This month I am going to tell you about a new sales idea that I developed for an AIN Idea Lab I recently attended. This article will give you an idea of what you can do with a policy that has become a MEC unintentionally.

We all know that life happens and there are things that occur that we never planned upon. Let’s say that a client had an IUL that was set up to produce a supplemental retirement income in the clients later years. If for some reason that policy inadvertently becomes a MEC, the client will no longer be able to take income out without immediately having a tax consequence. Once the policy has become a MEC, there is no way to move that cash and undo what happened. That money will forever be a MEC. As you can imagine this can be a big problem for someone who had been counting on that money. Don’t fear though: there is a way we can make that cash work for the client again.

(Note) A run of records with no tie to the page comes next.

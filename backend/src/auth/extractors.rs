use crate::auth::session::SESSION_COOKIE_NAME;
use crate::error::{AppError, AppResult};
use crate::state::AppState;
use actix_web::dev::Payload;
use actix_web::{web, FromRequest, HttpRequest};
use common::model::user::User;
use std::future::{ready, Ready};

/// The user owning the request's session. Rejects with 401 otherwise.
#[derive(Debug, Clone)]
pub struct CurrentUser(pub User);

/// A logged-in administrator. Rejects with 401 or 403.
#[derive(Debug, Clone)]
pub struct AdminUser(pub User);

fn session_user(req: &HttpRequest) -> AppResult<User> {
    let state = req
        .app_data::<web::Data<AppState>>()
        .ok_or_else(|| AppError::Internal("application state missing".to_string()))?;
    let cookie = req
        .cookie(SESSION_COOKIE_NAME)
        .ok_or_else(|| AppError::Unauthorized("Please log in to continue".to_string()))?;
    state
        .sessions
        .get(cookie.value())
        .map(|session| session.user)
        .ok_or_else(|| AppError::Unauthorized("Your session has expired, please log in again".to_string()))
}

impl FromRequest for CurrentUser {
    type Error = AppError;
    type Future = Ready<Result<Self, Self::Error>>;

    fn from_request(req: &HttpRequest, _: &mut Payload) -> Self::Future {
        ready(session_user(req).map(CurrentUser))
    }
}

impl FromRequest for AdminUser {
    type Error = AppError;
    type Future = Ready<Result<Self, Self::Error>>;

    fn from_request(req: &HttpRequest, _: &mut Payload) -> Self::Future {
        ready(session_user(req).and_then(|user| {
            if user.is_admin {
                Ok(AdminUser(user))
            } else {
                Err(AppError::Forbidden(
                    "Access denied. Only administrators can do this.".to_string(),
                ))
            }
        }))
    }
}
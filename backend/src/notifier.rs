//! Change notification for live dashboards.
//!
//! Every committed mutation of an entry bumps a monotonically increasing
//! version held by [`ChangeNotifier`] and wakes the subscribers through a
//! broadcast channel. A dashboard stream remembers the last version it sent
//! (its watermark) and only pushes a fresh [`DashboardData`] snapshot when the
//! version has moved past it. The stream also wakes up every poll interval, so
//! a subscriber that lagged behind the channel still catches up, and an idle
//! tick writes a keep-alive comment which lets the server notice closed
//! connections.

use crate::db::{entries, Store};
use crate::error::AppError;
use actix_web::web::Bytes;
use common::model::dashboard::DashboardData;
use futures_util::stream::{self, Stream};
use log::{debug, warn};
use std::sync::atomic::{AtomicU64, Ordering};
use std::sync::Arc;
use std::time::Duration;
use tokio::sync::broadcast;
use tokio::sync::broadcast::error::RecvError;

const CHANNEL_CAPACITY: usize = 16;

/// Shared, clonable change counter plus wake-up channel.
#[derive(Clone)]
pub struct ChangeNotifier {
    version: Arc<AtomicU64>,
    tx: broadcast::Sender<u64>,
}

impl Default for ChangeNotifier {
    fn default() -> Self {
        Self::new()
    }
}

impl ChangeNotifier {
    pub fn new() -> Self {
        let (tx, _) = broadcast::channel(CHANNEL_CAPACITY);
        Self {
            version: Arc::new(AtomicU64::new(0)),
            tx,
        }
    }

    /// Current change version.
    pub fn version(&self) -> u64 {
        self.version.load(Ordering::SeqCst)
    }

    /// Records a change and wakes subscribers. Call after the write committed.
    pub fn notify(&self) -> u64 {
        let version = self.version.fetch_add(1, Ordering::SeqCst) + 1;
        // No receivers is fine: nobody is watching the dashboard.
        let _ = self.tx.send(version);
        debug!("Dashboard change version is now {}", version);
        version
    }

    pub fn subscribe(&self) -> broadcast::Receiver<u64> {
        self.tx.subscribe()
    }
}

/// Formats one server-sent event carrying a dashboard snapshot.
pub fn dashboard_event(data: &DashboardData) -> Result<Bytes, AppError> {
    let json = serde_json::to_string(data).map_err(|e| AppError::Internal(e.to_string()))?;
    Ok(Bytes::from(format!("data: {}\n\n", json)))
}

struct Watch {
    store: Store,
    notifier: ChangeNotifier,
    rx: broadcast::Receiver<u64>,
    watermark: u64,
    interval: Duration,
}

/// Event stream of dashboard snapshots, one per observed change.
///
/// No snapshot is sent on connect; clients fetch `GET /api/dashboard` first
/// and then follow this stream.
pub fn dashboard_events(
    store: Store,
    notifier: ChangeNotifier,
    interval: Duration,
) -> impl Stream<Item = Result<Bytes, AppError>> {
    let watch = Watch {
        rx: notifier.subscribe(),
        watermark: notifier.version(),
        store,
        notifier,
        interval,
    };

    stream::unfold(Some(watch), |state| async move {
        let mut watch = state?;
        loop {
            let woke_by_change = tokio::select! {
                received = watch.rx.recv() => match received {
                    Ok(_) => true,
                    Err(RecvError::Lagged(skipped)) => {
                        debug!("Dashboard subscriber skipped {} notifications", skipped);
                        true
                    }
                    Err(RecvError::Closed) => return None,
                },
                _ = tokio::time::sleep(watch.interval) => false,
            };

            let current = watch.notifier.version();
            if current == watch.watermark {
                if woke_by_change {
                    continue;
                }
                let keep_alive = Bytes::from_static(b": keep-alive\n\n");
                return Some((Ok(keep_alive), Some(watch)));
            }

            watch.watermark = current;
            return match watch.store.read(entries::dashboard) {
                Ok(data) => Some((dashboard_event(&data), Some(watch))),
                Err(e) => {
                    warn!("Failed to compute dashboard for subscriber: {}", e);
                    Some((Err(e), None))
                }
            };
        }
    })
}
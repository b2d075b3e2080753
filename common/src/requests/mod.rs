use crate::model::entry::EntryKind;
use serde::{Deserialize, Serialize};

#[derive(Debug, Clone, Deserialize, Serialize)]
pub struct LoginRequest {
    pub username: String,
    pub password: String,
}

/// Admin-only registration of a new account.
#[derive(Debug, Clone, Deserialize, Serialize)]
pub struct NewUserRequest {
    pub username: String,
    pub password: String,
    #[serde(default)]
    pub is_admin: bool,
}

/// Form used to create or edit an order/quote.
///
/// `order_number` stays textual so a non-numeric value can be reported back
/// to the user instead of failing deserialization. Exactly one of
/// `customer_id` and `customer_name` should be filled; the id wins when both
/// are sent.
#[derive(Debug, Clone, Default, Deserialize, Serialize)]
pub struct EntryForm {
    pub kind: Option<EntryKind>,
    #[serde(default)]
    pub order_number: Option<String>,
    #[serde(default)]
    pub status: Option<String>,
    #[serde(default)]
    pub job_site: Option<String>,
    #[serde(default)]
    pub description: Option<String>,
    #[serde(default)]
    pub notes: Option<String>,
    #[serde(default)]
    pub customer_id: Option<i64>,
    #[serde(default)]
    pub customer_name: Option<String>,
}

#[derive(Debug, Clone, Default, Deserialize, Serialize)]
pub struct CustomerForm {
    #[serde(default)]
    pub name: String,
    #[serde(default)]
    pub phone: Option<String>,
    #[serde(default)]
    pub person_kind: Option<String>,
    #[serde(default)]
    pub tax_id: Option<String>,
    #[serde(default)]
    pub referral_source: Option<String>,
    #[serde(default)]
    pub street: Option<String>,
    #[serde(default)]
    pub street_number: Option<String>,
    #[serde(default)]
    pub complement: Option<String>,
    #[serde(default)]
    pub district: Option<String>,
    #[serde(default)]
    pub city: Option<String>,
    #[serde(default)]
    pub state: Option<String>,
    #[serde(default)]
    pub postal_code: Option<String>,
    #[serde(default)]
    pub notes: Option<String>,
}

/// Payload of the JSON status action. The status is kept as text so an
/// unknown value produces a regular failure response.
#[derive(Debug, Clone, Deserialize, Serialize)]
pub struct StatusUpdateRequest {
    #[serde(default)]
    pub status: String,
}

/// Ids arrive either as JSON numbers or as strings taken from checkboxes.
#[derive(Debug, Clone, PartialEq, Deserialize, Serialize)]
#[serde(untagged)]
pub enum BulkId {
    Number(i64),
    Text(String),
}

impl BulkId {
    pub fn as_id(&self) -> Option<i64> {
        match self {
            BulkId::Number(n) => Some(*n),
            BulkId::Text(s) => s.trim().parse().ok(),
        }
    }
}

#[derive(Debug, Clone, Default, Deserialize, Serialize)]
pub struct BulkActionRequest {
    #[serde(default)]
    pub action: String,
    #[serde(default)]
    pub ids: Vec<BulkId>,
}

#[cfg(test)]
mod tests {
    use super::*;

    #[test]
    fn bulk_ids_accept_numbers_and_numeric_strings() {
        assert_eq!(BulkId::Number(4).as_id(), Some(4));
        assert_eq!(BulkId::Text(" 12 ".to_string()).as_id(), Some(12));
        assert_eq!(BulkId::Text("doze".to_string()).as_id(), None);
    }
}
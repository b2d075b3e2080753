use crate::auth::CurrentUser;
use crate::db::entries;
use crate::error::AppResult;
use crate::state::AppState;
use actix_web::{web, HttpResponse};
use common::responses::ActionResponse;
use log::info;

pub(crate) async fn process(
    CurrentUser(user): CurrentUser,
    state: web::Data<AppState>,
    id: web::Path<i64>,
) -> AppResult<HttpResponse> {
    let entry = state
        .store
        .write(|tx| entries::convert_to_order(tx, id.into_inner()))?;
    info!("Quote {} converted to an order by {}", entry.order_number, user.username);
    state.notifier.notify();
    Ok(HttpResponse::Ok().json(
        ActionResponse::ok(format!("Quote {} converted to an order", entry.order_number))
            .with_dashboard(state.dashboard_after_commit()),
    ))
}
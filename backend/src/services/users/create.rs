use crate::auth::password::hash_password;
use crate::auth::AdminUser;
use crate::db::users;
use crate::error::{AppError, AppResult};
use crate::services::blocking;
use crate::state::AppState;
use actix_web::{web, HttpResponse};
use common::model::user::User;
use common::requests::NewUserRequest;
use log::info;

pub(crate) async fn process(
    AdminUser(admin): AdminUser,
    state: web::Data<AppState>,
    body: web::Json<NewUserRequest>,
) -> AppResult<HttpResponse> {
    let user = register(&state, body.into_inner()).await?;
    info!("User {} registered by {}", user.username, admin.username);
    state.notifier.notify();
    Ok(HttpResponse::Created().json(user))
}

pub(crate) async fn register(state: &AppState, request: NewUserRequest) -> AppResult<User> {
    let username = request.username.trim().to_string();
    if username.is_empty() {
        return Err(AppError::Validation("The username is required".to_string()));
    }
    if request.password.is_empty() {
        return Err(AppError::Validation("The password is required".to_string()));
    }
    let password = request.password;
    let hash = blocking(move || hash_password(&password)).await?;
    state
        .store
        .write(|tx| users::insert(tx, &username, &hash, request.is_admin))
}
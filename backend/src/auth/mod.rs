//! Authentication gate: password hashing, cookie sessions and the request
//! extractors that expose the logged-in user to handlers.

pub mod extractors;
pub mod password;
pub mod session;

pub use extractors::{AdminUser, CurrentUser};
pub use session::SessionStore;
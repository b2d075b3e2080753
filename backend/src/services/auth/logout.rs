use crate::auth::session::{logout_cookie, SESSION_COOKIE_NAME};
use crate::state::AppState;
use actix_web::{web, HttpRequest, HttpResponse, Responder};
use common::responses::ActionResponse;

pub(crate) async fn process(req: HttpRequest, state: web::Data<AppState>) -> impl Responder {
    if let Some(cookie) = req.cookie(SESSION_COOKIE_NAME) {
        state.sessions.remove(cookie.value());
    }
    HttpResponse::Ok()
        .cookie(logout_cookie())
        .json(ActionResponse::ok("You have been logged out"))
}
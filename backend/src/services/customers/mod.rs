//! Customer registry.
//!
//! Routes mounted under `/api/customers`:
//! - `GET ""` paginated list filtered by `name`, `person_kind` and `tax_id`;
//!   `POST ""` registers a customer and links entries carrying its name.
//! - `GET /search?term=` autocomplete suggestions.
//! - `GET /export` and `POST /import` spreadsheet transfer.
//! - `POST /bulk` bulk delete.
//! - `GET|PUT|DELETE /{id}`.

use actix_web::web::{delete, get, post, put, scope};
use actix_web::Scope;

mod list;
mod remove;
mod save;
mod transfer;

const API_PATH: &str = "/api/customers";

pub fn configure_routes() -> Scope {
    scope(API_PATH)
        .route("", get().to(list::process))
        .route("", post().to(save::create))
        .route("/search", get().to(list::search))
        .route("/export", get().to(transfer::export))
        .route("/import", post().to(transfer::import))
        .route("/bulk", post().to(remove::bulk))
        .route("/{id}", get().to(list::detail))
        .route("/{id}", put().to(save::update))
        .route("/{id}", delete().to(remove::process))
}
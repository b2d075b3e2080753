use rusqlite::Connection;

const SCHEMA: &str = "
CREATE TABLE IF NOT EXISTS users (
    id            INTEGER PRIMARY KEY,
    username      TEXT NOT NULL UNIQUE,
    password_hash TEXT NOT NULL,
    is_admin      INTEGER NOT NULL DEFAULT 0
);

CREATE TABLE IF NOT EXISTS customers (
    id              INTEGER PRIMARY KEY,
    customer_number INTEGER NOT NULL UNIQUE,
    name            TEXT NOT NULL,
    name_key        TEXT NOT NULL UNIQUE,
    phone           TEXT,
    person_kind     TEXT NOT NULL,
    tax_id          TEXT UNIQUE,
    referral_source TEXT,
    street          TEXT,
    street_number   TEXT,
    complement      TEXT,
    district        TEXT,
    city            TEXT,
    state           TEXT,
    postal_code     TEXT,
    notes           TEXT
);

CREATE TABLE IF NOT EXISTS entries (
    id                 INTEGER PRIMARY KEY,
    kind               TEXT NOT NULL CHECK (kind IN ('Pedido', 'Orçamento')),
    order_number       INTEGER NOT NULL UNIQUE,
    registered_at      TEXT NOT NULL,
    customer_id        INTEGER REFERENCES customers (id),
    customer_name_temp TEXT,
    job_site           TEXT,
    status             TEXT NOT NULL
        CHECK (status IN ('Não iniciado', 'Em andamento', 'Concluído')),
    description        TEXT NOT NULL,
    notes              TEXT,
    archived           INTEGER NOT NULL DEFAULT 0,
    CHECK ((customer_id IS NULL) <> (customer_name_temp IS NULL))
);

CREATE INDEX IF NOT EXISTS entries_customer_id ON entries (customer_id);

CREATE TABLE IF NOT EXISTS attachments (
    id       INTEGER PRIMARY KEY,
    filename TEXT NOT NULL,
    entry_id INTEGER NOT NULL REFERENCES entries (id) ON DELETE CASCADE
);
";

pub(super) fn initialize(conn: &Connection) -> rusqlite::Result<()> {
    conn.pragma_update(None, "foreign_keys", true)?;
    conn.execute_batch(SCHEMA)
}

The idea is as easy as making a 1035 exchange of the cash currently built up in their policy and dropping it into a Mutual of Omaha IUL. This will help the client in a couple different ways. First this money will be used to create a much higher death benefit than they previously had. Assuming the plan of the first policy was to create a retirement income, the death benefit was probably set at the bare minimum to increase the accumulation. Well in this new policy, since the cash will no longer be used for withdrawals or loans we would solve for the maximum death benefit. This will create a substantial increase in benefit over the previous policy. Second, this policy from Mutual of Omaha will have a free Chronic Illness rider. There will be no extra underwriting done in order to get this rider either. This rider will allow a client who is unable to perform 2 of the 6 activities of daily living to accelerate some of the death benefit and a proportionate amount of cash value to pay for their needs. The best part is these accelerations will be unaffected by the MEC status of the policy.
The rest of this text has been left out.